Understand lawful intercept and wiretapping Understand sniffing and protocols vulnerable to it. Identify types of sniffing. Understand active and passive sniffing.

  Lawful intercept As authorized by judicial or administrative order, lawful intercept allows a Law Enforcement Agency (LEA) to perform electronic surveillance on a target. Wiretaps on the traditional telecommunications and Internet services in voice, data, and multiservice networks are used to perform the surveillance. The LEA provides a request for a wiretap to the target's service provider. The target's service provider intercepts data communication to and from the individual. The service provider determines the edge router that handles the target's traffic by using the target's IP address or session. The service provider then intercepts the target's traffic as it passes via the router and forwards a copy of the intercepted traffic to the LEA without the target's knowledge.  Benefits of lawful intercept The following are the benefits of lawful intercept:

It permits multiple LEAs to run a lawful intercept on the same target without each other's knowledge.

It hides information regarding lawful intercepts from all but the most privileged users. It supports wiretaps in both the input and output direction. It does not affect the subscriber's services on the router. It supports wiretaps of the individual subscribers who share a single physical interface. It provides two secure interfaces. One interface is for setting up the wiretap and the other

one is for sending the intercepted traffic to the LEA.

  Network components used for lawful intercept The following are network components used for lawful intercept:

Internet Access point (IAP): Provides information for the lawful intercept. Mediation device: Manages most of the processing for the lawful intercept. Collection function: Stores and processes the traffic that is intercepted by the service

provider.

  Wiretapping

Wiretapping is the process used to monitor telephone and Internet conversations by third party. Attackers connect a listening device to the circuit that carries information between two phones or hosts on the Internet. The listening device may be hardware, software, or a combination of both hardware and software. The following are the types of wiretapping:

Passive wiretapping: It is used to monitor and record the traffic. Active wiretapping: It is used to monitor, record, and alter the traffic.

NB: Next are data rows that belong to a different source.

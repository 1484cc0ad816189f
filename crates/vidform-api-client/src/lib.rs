//! HTTP client for the video-generation webhook.
//!
//! Provides a minimal reqwest client that posts multipart forms to a single
//! configured webhook and classifies the outcome into the core
//! [`SubmissionError`] taxonomy. The CLI plugs it into
//! `vidform_core::SubmissionController` through the `VideoGenerationApi` trait.

pub mod api;

use std::time::Duration;

use anyhow::{Context, Result};
use reqwest::Client;
use vidform_core::{ClientConfig, GenerationResponse, SubmissionError};

/// HTTP client bound to one webhook URL.
#[derive(Clone, Debug)]
pub struct WebhookClient {
    client: Client,
    webhook_url: String,
}

impl WebhookClient {
    /// No overall request timeout is set: a dispatched submission runs until
    /// the webhook answers or the connection fails.
    pub fn new(webhook_url: String, connect_timeout: Option<Duration>) -> Result<Self> {
        let mut builder = Client::builder();
        if let Some(timeout) = connect_timeout {
            builder = builder.connect_timeout(timeout);
        }
        let client = builder.build().context("Failed to create HTTP client")?;

        Ok(Self {
            client,
            webhook_url,
        })
    }

    pub fn from_config(config: &ClientConfig) -> Result<Self> {
        Self::new(
            config.webhook_url.clone(),
            config.connect_timeout_secs.map(Duration::from_secs),
        )
    }

    pub fn webhook_url(&self) -> &str {
        &self.webhook_url
    }

    /// POST multipart form to the webhook and parse the JSON response.
    pub async fn post_multipart(
        &self,
        form: reqwest::multipart::Form,
    ) -> Result<GenerationResponse, SubmissionError> {
        let response = self
            .client
            .post(&self.webhook_url)
            .multipart(form)
            .send()
            .await
            .map_err(|e| SubmissionError::Transport(format!("Failed to send request: {}", e)))?;

        let status = response.status();
        if !status.is_success() {
            let error_text = response
                .text()
                .await
                .unwrap_or_else(|_| "Unknown error".to_string());
            return Err(SubmissionError::Status {
                status: status.as_u16(),
                body: error_text,
            });
        }

        let body = response.bytes().await.map_err(|e| {
            SubmissionError::Transport(format!("Failed to read response body: {}", e))
        })?;

        GenerationResponse::from_slice(&body)
    }
}
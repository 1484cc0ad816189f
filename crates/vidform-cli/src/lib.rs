//! Terminal front-end for the vidform intake form.

pub mod form;

use vidform_core::{
    ErrorMetadata, FormSession, Notifier, ReadyNotice, ValidationError, WorkflowStatus,
};

/// Initialize tracing for CLI binaries. Logs go to stderr so they don't mix
/// with form output.
pub fn init_tracing() {
    tracing_subscriber::fmt()
        .with_env_filter(
            tracing_subscriber::EnvFilter::try_from_default_env()
                .unwrap_or_else(|_| tracing_subscriber::EnvFilter::new("info")),
        )
        .with_writer(std::io::stderr)
        .init();
}

/// Prints the ready notice on stdout.
pub struct TerminalNotifier;

impl Notifier for TerminalNotifier {
    fn notify(&self, notice: &ReadyNotice) {
        println!("{}", notice.message());
    }
}

/// User text for a failed file selection: the validation message when the file
/// was rejected, the full error chain otherwise.
pub fn describe_select_error(err: &anyhow::Error) -> String {
    match err.downcast_ref::<ValidationError>() {
        Some(rejected) => rejected.client_message(),
        None => format!("{:#}", err),
    }
}

pub fn describe_status(status: &WorkflowStatus) -> String {
    match status {
        WorkflowStatus::Idle => "Status: idle".to_string(),
        WorkflowStatus::Submitting { video_id } => format!("Status: creating video {}...", video_id),
        WorkflowStatus::Succeeded { video_url, .. } => {
            format!("Status: video ready. Download: {}", video_url)
        }
        WorkflowStatus::Failed { error, .. } => {
            format!("Status: failed. {}", error.client_message())
        }
    }
}

/// Everything the form shows: inputs, file-name echoes, status and message.
pub fn describe_session(session: &FormSession) -> String {
    let input = session.input();
    let mut lines = vec![
        format!(
            "Video ID: {}",
            if input.base_id.is_empty() {
                "(empty)"
            } else {
                input.base_id.as_str()
            }
        ),
        match session.audio_file_name() {
            Some(name) => format!("Audio file: Uploaded: {}", name),
            None => "Audio file: (none, max 5MB)".to_string(),
        },
        match session.background_music_file_name() {
            Some(name) => format!("Background music: Uploaded: {}", name),
            None => "Background music: (none, max 5MB)".to_string(),
        },
        format!("Orientation: {}", input.orientation),
        format!("Subtitles: {}", input.subtitles),
        describe_status(session.status()),
    ];
    if session.validation_error().is_some() {
        lines.extend(session.error_message());
    }
    lines.join("\n")
}

#[cfg(test)]
mod tests {
    use super::*;
    use vidform_core::{MediaFile, MediaSlot, Orientation, SubmissionError};

    #[test]
    fn describe_status_variants() {
        assert_eq!(describe_status(&WorkflowStatus::Idle), "Status: idle");
        assert_eq!(
            describe_status(&WorkflowStatus::Succeeded {
                video_id: "a".to_string(),
                video_url: "https://host/x.mp4".to_string(),
            }),
            "Status: video ready. Download: https://host/x.mp4"
        );
        assert_eq!(
            describe_status(&WorkflowStatus::Failed {
                video_id: "a".to_string(),
                error: SubmissionError::ResponseFormat("no video".to_string()),
            }),
            "Status: failed. Error creating video. Please try again later."
        );
    }

    #[test]
    fn describe_session_echoes_file_names() {
        let mut session = FormSession::new();
        session.set_base_id("show1");
        session.set_orientation(Orientation::Portrait);
        session
            .select_audio(Some(MediaFile::new("voice.mp3", b"voice".to_vec())))
            .unwrap();

        let text = describe_session(&session);
        assert!(text.contains("Video ID: show1"));
        assert!(text.contains("Audio file: Uploaded: voice.mp3"));
        assert!(text.contains("Background music: (none, max 5MB)"));
        assert!(text.contains("Orientation: Portrait"));
        assert!(text.contains("Subtitles: Without Subtitles"));
    }

    #[test]
    fn describe_session_shows_validation_message() {
        let mut session = FormSession::new();
        session
            .select_audio(Some(MediaFile::new("big.wav", vec![0u8; 5 * 1024 * 1024 + 1])))
            .unwrap_err();

        assert!(describe_session(&session).ends_with("Audio file must be under 5MB."));
    }

    #[test]
    fn describe_select_error_prefers_validation_message() {
        let rejected = anyhow::Error::new(ValidationError::FileTooLarge {
            slot: MediaSlot::BackgroundMusic,
            size: 6 * 1024 * 1024,
            limit: 5 * 1024 * 1024,
        });
        assert_eq!(
            describe_select_error(&rejected),
            "Background music must be under 5MB."
        );

        let io = anyhow::anyhow!("No such file").context("Failed to read file: a.mp3");
        assert_eq!(
            describe_select_error(&io),
            "Failed to read file: a.mp3: No such file"
        );
    }
}
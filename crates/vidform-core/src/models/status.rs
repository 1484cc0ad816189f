use serde::{Deserialize, Serialize};

use crate::error::{ErrorMetadata, SubmissionError};

/// Position of the submission state machine.
#[derive(Debug, Clone, Copy, PartialEq, Eq, Serialize, Deserialize)]
#[serde(rename_all = "lowercase")]
pub enum WorkflowPhase {
    Idle,
    Submitting,
    Succeeded,
    Failed,
}

/// Workflow status observed by the presentation layer.
///
/// The phase and its payload live in one enum, so a result link only exists
/// after success and an error only after failure.
#[derive(Debug, Clone, Default, PartialEq, Eq)]
pub enum WorkflowStatus {
    #[default]
    Idle,
    Submitting {
        video_id: String,
    },
    Succeeded {
        video_id: String,
        video_url: String,
    },
    Failed {
        video_id: String,
        error: SubmissionError,
    },
}

impl WorkflowStatus {
    pub fn phase(&self) -> WorkflowPhase {
        match self {
            WorkflowStatus::Idle => WorkflowPhase::Idle,
            WorkflowStatus::Submitting { .. } => WorkflowPhase::Submitting,
            WorkflowStatus::Succeeded { .. } => WorkflowPhase::Succeeded,
            WorkflowStatus::Failed { .. } => WorkflowPhase::Failed,
        }
    }

    pub fn is_submitting(&self) -> bool {
        matches!(self, WorkflowStatus::Submitting { .. })
    }

    /// Identifier of the current or most recent attempt.
    pub fn video_id(&self) -> Option<&str> {
        match self {
            WorkflowStatus::Idle => None,
            WorkflowStatus::Submitting { video_id }
            | WorkflowStatus::Succeeded { video_id, .. }
            | WorkflowStatus::Failed { video_id, .. } => Some(video_id),
        }
    }

    pub fn video_url(&self) -> Option<&str> {
        match self {
            WorkflowStatus::Succeeded { video_url, .. } => Some(video_url),
            _ => None,
        }
    }

    pub fn error(&self) -> Option<&SubmissionError> {
        match self {
            WorkflowStatus::Failed { error, .. } => Some(error),
            _ => None,
        }
    }

    /// User-facing error text, present only when failed.
    pub fn error_message(&self) -> Option<String> {
        self.error().map(|e| e.client_message())
    }
}
//! Interactive form session.
//!
//! Reads one command per line and keeps doing so while a submission is in
//! flight; a `submit` issued in that window is ignored by the session guard.

use std::future::Future;
use std::io::Write;
use std::path::PathBuf;
use std::pin::Pin;

use anyhow::{Context, Result};
use tokio::io::{AsyncBufRead, AsyncBufReadExt};
use vidform_core::{
    local_now, FormSession, GenerationResponse, MediaFile, MediaSlot, Orientation,
    SubmissionController, SubmissionError, SubtitleMode,
};

use crate::{describe_select_error, describe_session, describe_status};

pub const HELP: &str = "\
Commands:
  id <text>                  set the video ID
  audio <path>               select the audio file (max 5MB)
  music <path>               select background music (max 5MB)
  clear-audio | clear-music  empty a file slot
  orientation <landscape|portrait>
  subtitles <with|without>
  submit                     create the video
  status                     show the form
  reset                      start over
  help | quit";

#[derive(Debug, Clone, PartialEq, Eq)]
pub enum FormCommand {
    SetId(String),
    Select(MediaSlot, PathBuf),
    Clear(MediaSlot),
    Orientation(Orientation),
    Subtitles(SubtitleMode),
    Submit,
    Status,
    Reset,
    Help,
    Quit,
}

impl FormCommand {
    /// Parse one input line. Blank lines yield `None`.
    pub fn parse(line: &str) -> Result<Option<Self>> {
        let line = line.trim();
        if line.is_empty() {
            return Ok(None);
        }
        let (word, rest) = match line.split_once(char::is_whitespace) {
            Some((word, rest)) => (word, rest.trim()),
            None => (line, ""),
        };

        let command = match word.to_lowercase().as_str() {
            // the ID may legitimately be empty
            "id" => FormCommand::SetId(rest.to_string()),
            "audio" => FormCommand::Select(MediaSlot::Audio, require_path(word, rest)?),
            "music" => FormCommand::Select(MediaSlot::BackgroundMusic, require_path(word, rest)?),
            "clear-audio" => FormCommand::Clear(MediaSlot::Audio),
            "clear-music" => FormCommand::Clear(MediaSlot::BackgroundMusic),
            "orientation" => FormCommand::Orientation(rest.parse()?),
            "subtitles" => FormCommand::Subtitles(rest.parse()?),
            "submit" | "send" => FormCommand::Submit,
            "status" => FormCommand::Status,
            "reset" => FormCommand::Reset,
            "help" | "?" => FormCommand::Help,
            "quit" | "exit" => FormCommand::Quit,
            other => anyhow::bail!("Unknown command '{}'. Type 'help' for a list.", other),
        };
        Ok(Some(command))
    }
}

fn require_path(word: &str, rest: &str) -> Result<PathBuf> {
    if rest.is_empty() {
        anyhow::bail!("Usage: {} <path>", word);
    }
    Ok(PathBuf::from(rest))
}

/// Apply a command that only edits the form; returns the line to print.
pub fn apply_edit(session: &mut FormSession, command: FormCommand) -> String {
    match command {
        FormCommand::SetId(id) => {
            session.set_base_id(id);
            format!("Video ID: {}", session.input().base_id)
        }
        FormCommand::Select(slot, path) => match session.select_path(slot, &path) {
            Ok(()) => format!(
                "{}: Uploaded: {}",
                slot,
                session.input().slot(slot).map(MediaFile::name).unwrap_or_default()
            ),
            Err(e) => describe_select_error(&e),
        },
        FormCommand::Clear(slot) => {
            session.clear(slot);
            format!("{}: cleared", slot)
        }
        FormCommand::Orientation(orientation) => {
            session.set_orientation(orientation);
            format!("Orientation: {}", orientation)
        }
        FormCommand::Subtitles(subtitles) => {
            session.set_subtitles(subtitles);
            format!("Subtitles: {}", subtitles)
        }
        FormCommand::Reset => {
            session.reset();
            if session.status().is_submitting() {
                "Form reset. The video being created will still be reported.".to_string()
            } else {
                "Form reset".to_string()
            }
        }
        FormCommand::Status => describe_session(session),
        FormCommand::Help => HELP.to_string(),
        FormCommand::Submit | FormCommand::Quit => String::new(),
    }
}

type InFlight<'c> =
    Pin<Box<dyn Future<Output = Result<GenerationResponse, SubmissionError>> + 'c>>;

async fn wait_for(in_flight: &mut Option<InFlight<'_>>) -> Result<GenerationResponse, SubmissionError> {
    match in_flight {
        Some(request) => request.await,
        None => std::future::pending().await,
    }
}

/// Run the form until `quit` or end of input.
///
/// At end of input an outstanding submission is still awaited; `quit` drops it.
pub async fn run_form<R, W>(
    controller: &SubmissionController,
    session: &mut FormSession,
    input: R,
    out: &mut W,
) -> Result<()>
where
    R: AsyncBufRead + Unpin,
    W: Write,
{
    let mut lines = input.lines();
    let mut in_flight: Option<InFlight<'_>> = None;
    let mut input_open = true;

    while input_open || in_flight.is_some() {
        tokio::select! {
            outcome = wait_for(&mut in_flight), if in_flight.is_some() => {
                in_flight = None;
                let status = controller.finish(session, outcome);
                writeln!(out, "{}", describe_status(status))?;
            }
            line = lines.next_line(), if input_open => {
                let Some(line) = line.context("Failed to read input")? else {
                    input_open = false;
                    continue;
                };
                match FormCommand::parse(&line) {
                    Ok(None) => {}
                    Ok(Some(FormCommand::Quit)) => {
                        if in_flight.is_some() {
                            tracing::warn!("Quitting with a submission in flight");
                        }
                        break;
                    }
                    Ok(Some(FormCommand::Submit)) => {
                        if let Some(payload) = session.begin_submission(local_now()) {
                            writeln!(out, "{}", describe_status(session.status()))?;
                            in_flight = Some(Box::pin(controller.dispatch(payload)));
                        } else if session.input().audio.is_none() {
                            writeln!(out, "Select an audio file first.")?;
                        }
                    }
                    Ok(Some(command)) => writeln!(out, "{}", apply_edit(session, command))?,
                    Err(e) => writeln!(out, "{}", e)?,
                }
            }
        }
    }

    Ok(())
}

#[cfg(test)]
mod tests {
    use super::*;
    use async_trait::async_trait;
    use std::sync::atomic::{AtomicUsize, Ordering};
    use std::sync::{Arc, Mutex};
    use std::time::Duration;
    use vidform_core::{
        Notifier, ReadyNotice, SubmissionPayload, VideoGenerationApi, WorkflowPhase,
    };

    struct SlowApi {
        body: &'static str,
        calls: AtomicUsize,
    }

    #[async_trait]
    impl VideoGenerationApi for SlowApi {
        async fn submit(
            &self,
            _payload: &SubmissionPayload,
        ) -> Result<GenerationResponse, SubmissionError> {
            self.calls.fetch_add(1, Ordering::SeqCst);
            tokio::time::sleep(Duration::from_millis(100)).await;
            GenerationResponse::from_slice(self.body.as_bytes())
        }
    }

    #[derive(Default)]
    struct RecordingNotifier {
        notices: Mutex<Vec<ReadyNotice>>,
    }

    impl Notifier for RecordingNotifier {
        fn notify(&self, notice: &ReadyNotice) {
            self.notices.lock().unwrap().push(notice.clone());
        }
    }

    fn audio_file(dir: &tempfile::TempDir) -> PathBuf {
        let path = dir.path().join("voice.mp3");
        std::fs::write(&path, b"voice").unwrap();
        path
    }

    #[test]
    fn parse_commands() {
        assert_eq!(FormCommand::parse("   ").unwrap(), None);
        assert_eq!(
            FormCommand::parse("id show 1").unwrap(),
            Some(FormCommand::SetId("show 1".to_string()))
        );
        assert_eq!(
            FormCommand::parse("music /tmp/bed.mp3").unwrap(),
            Some(FormCommand::Select(
                MediaSlot::BackgroundMusic,
                PathBuf::from("/tmp/bed.mp3")
            ))
        );
        assert_eq!(
            FormCommand::parse("orientation Portrait").unwrap(),
            Some(FormCommand::Orientation(Orientation::Portrait))
        );
        assert_eq!(
            FormCommand::parse("subtitles with").unwrap(),
            Some(FormCommand::Subtitles(SubtitleMode::With))
        );
        assert_eq!(FormCommand::parse("SUBMIT").unwrap(), Some(FormCommand::Submit));
    }

    #[test]
    fn parse_errors() {
        assert!(FormCommand::parse("audio").is_err());
        assert!(FormCommand::parse("orientation sideways").is_err());
        assert!(FormCommand::parse("dance").is_err());
    }

    #[test]
    fn apply_edit_rejects_oversized_file() {
        let dir = tempfile::tempdir().unwrap();
        let path = dir.path().join("big.wav");
        std::fs::write(&path, vec![0u8; 5 * 1024 * 1024 + 1]).unwrap();

        let mut session = FormSession::new();
        let message = apply_edit(
            &mut session,
            FormCommand::Select(MediaSlot::Audio, path),
        );
        assert_eq!(message, "Audio file must be under 5MB.");
        assert!(session.audio_file_name().is_none());
    }

    #[test]
    fn apply_edit_selects_and_clears() {
        let dir = tempfile::tempdir().unwrap();
        let mut session = FormSession::new();

        let message = apply_edit(
            &mut session,
            FormCommand::Select(MediaSlot::Audio, audio_file(&dir)),
        );
        assert_eq!(message, "Audio file: Uploaded: voice.mp3");

        apply_edit(&mut session, FormCommand::Clear(MediaSlot::Audio));
        assert!(session.audio_file_name().is_none());
    }

    #[tokio::test]
    async fn run_form_submits_once_while_in_flight() {
        let dir = tempfile::tempdir().unwrap();
        let script = format!(
            "id show1\naudio {}\nsubmit\nsubmit\norientation portrait\n",
            audio_file(&dir).display()
        );
        let api = Arc::new(SlowApi {
            body: r#"{"video": "https://host/x.mp4"}"#,
            calls: AtomicUsize::new(0),
        });
        let notifier = Arc::new(RecordingNotifier::default());
        let controller = SubmissionController::new(api.clone(), notifier.clone());
        let mut session = FormSession::new();
        let mut out = Vec::new();

        run_form(&controller, &mut session, script.as_bytes(), &mut out)
            .await
            .unwrap();

        assert_eq!(api.calls.load(Ordering::SeqCst), 1);
        assert_eq!(notifier.notices.lock().unwrap().len(), 1);
        assert_eq!(session.phase(), WorkflowPhase::Succeeded);
        assert_eq!(session.input().orientation, Orientation::Portrait);

        let printed = String::from_utf8(out).unwrap();
        assert!(printed.contains("Status: creating video show1_"));
        assert!(printed.contains("Status: video ready. Download: https://host/x.mp4"));
    }

    #[tokio::test]
    async fn run_form_reset_keeps_request_in_flight() {
        let dir = tempfile::tempdir().unwrap();
        let audio = audio_file(&dir);
        let script = format!(
            "id show1\naudio {0}\nsubmit\nreset\naudio {0}\nsubmit\n",
            audio.display()
        );
        let api = Arc::new(SlowApi {
            body: r#"{"video": "https://host/x.mp4"}"#,
            calls: AtomicUsize::new(0),
        });
        let notifier = Arc::new(RecordingNotifier::default());
        let controller = SubmissionController::new(api.clone(), notifier.clone());
        let mut session = FormSession::new();
        let mut out = Vec::new();

        run_form(&controller, &mut session, script.as_bytes(), &mut out)
            .await
            .unwrap();

        assert_eq!(api.calls.load(Ordering::SeqCst), 1);
        let notices = notifier.notices.lock().unwrap();
        assert_eq!(notices.len(), 1);
        assert!(notices[0].video_id.starts_with("show1_"));
        assert_eq!(session.phase(), WorkflowPhase::Succeeded);
        assert_eq!(session.audio_file_name(), Some("voice.mp3"));
        assert!(String::from_utf8(out)
            .unwrap()
            .contains("Form reset. The video being created will still be reported."));
    }

    #[tokio::test]
    async fn run_form_without_audio_sends_nothing() {
        let api = Arc::new(SlowApi {
            body: r#"{"video": "https://host/x.mp4"}"#,
            calls: AtomicUsize::new(0),
        });
        let controller =
            SubmissionController::new(api.clone(), Arc::new(RecordingNotifier::default()));
        let mut session = FormSession::new();
        let mut out = Vec::new();

        run_form(&controller, &mut session, &b"id show1\nsubmit\nquit\n"[..], &mut out)
            .await
            .unwrap();

        assert_eq!(api.calls.load(Ordering::SeqCst), 0);
        assert_eq!(session.phase(), WorkflowPhase::Idle);
        assert!(String::from_utf8(out)
            .unwrap()
            .contains("Select an audio file first."));
    }

    #[tokio::test]
    async fn run_form_reports_format_error() {
        let dir = tempfile::tempdir().unwrap();
        let script = format!("audio {}\nsubmit\n", audio_file(&dir).display());
        let api = Arc::new(SlowApi {
            body: r#"{"status": "ok"}"#,
            calls: AtomicUsize::new(0),
        });
        let controller =
            SubmissionController::new(api.clone(), Arc::new(RecordingNotifier::default()));
        let mut session = FormSession::new();
        let mut out = Vec::new();

        run_form(&controller, &mut session, script.as_bytes(), &mut out)
            .await
            .unwrap();

        assert_eq!(session.phase(), WorkflowPhase::Failed);
        assert!(String::from_utf8(out)
            .unwrap()
            .contains("Status: failed. Error creating video. Please try again later."));
    }
}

  Sniffers A sniffer is a software tool that is used to capture any network traffic. A sniffer changes the NIC of the LAN card into promiscuous mode due to which the NIC begins to record the incoming and outgoing data traffic across the network. A sniffer attack is a passive attack because the attacker does not directly connect with the target host. Most of the time, this attack is used to grab logins and passwords from network traffic. Tools such as Ethereal, Snort, Windump, EtherPeek, and Dsniff are some good examples of sniffers. These tools provide many facilities to users, such as graphical user interface, traffic statistics graph, and multiple sessions tracking. Sniffers work at the Data Link layer of the OSI model. They do not stick to the same rules as applications and services that are further up the stack. If one layer of the OSI model is hacked, communications are compromised without the other layers being aware of the problem.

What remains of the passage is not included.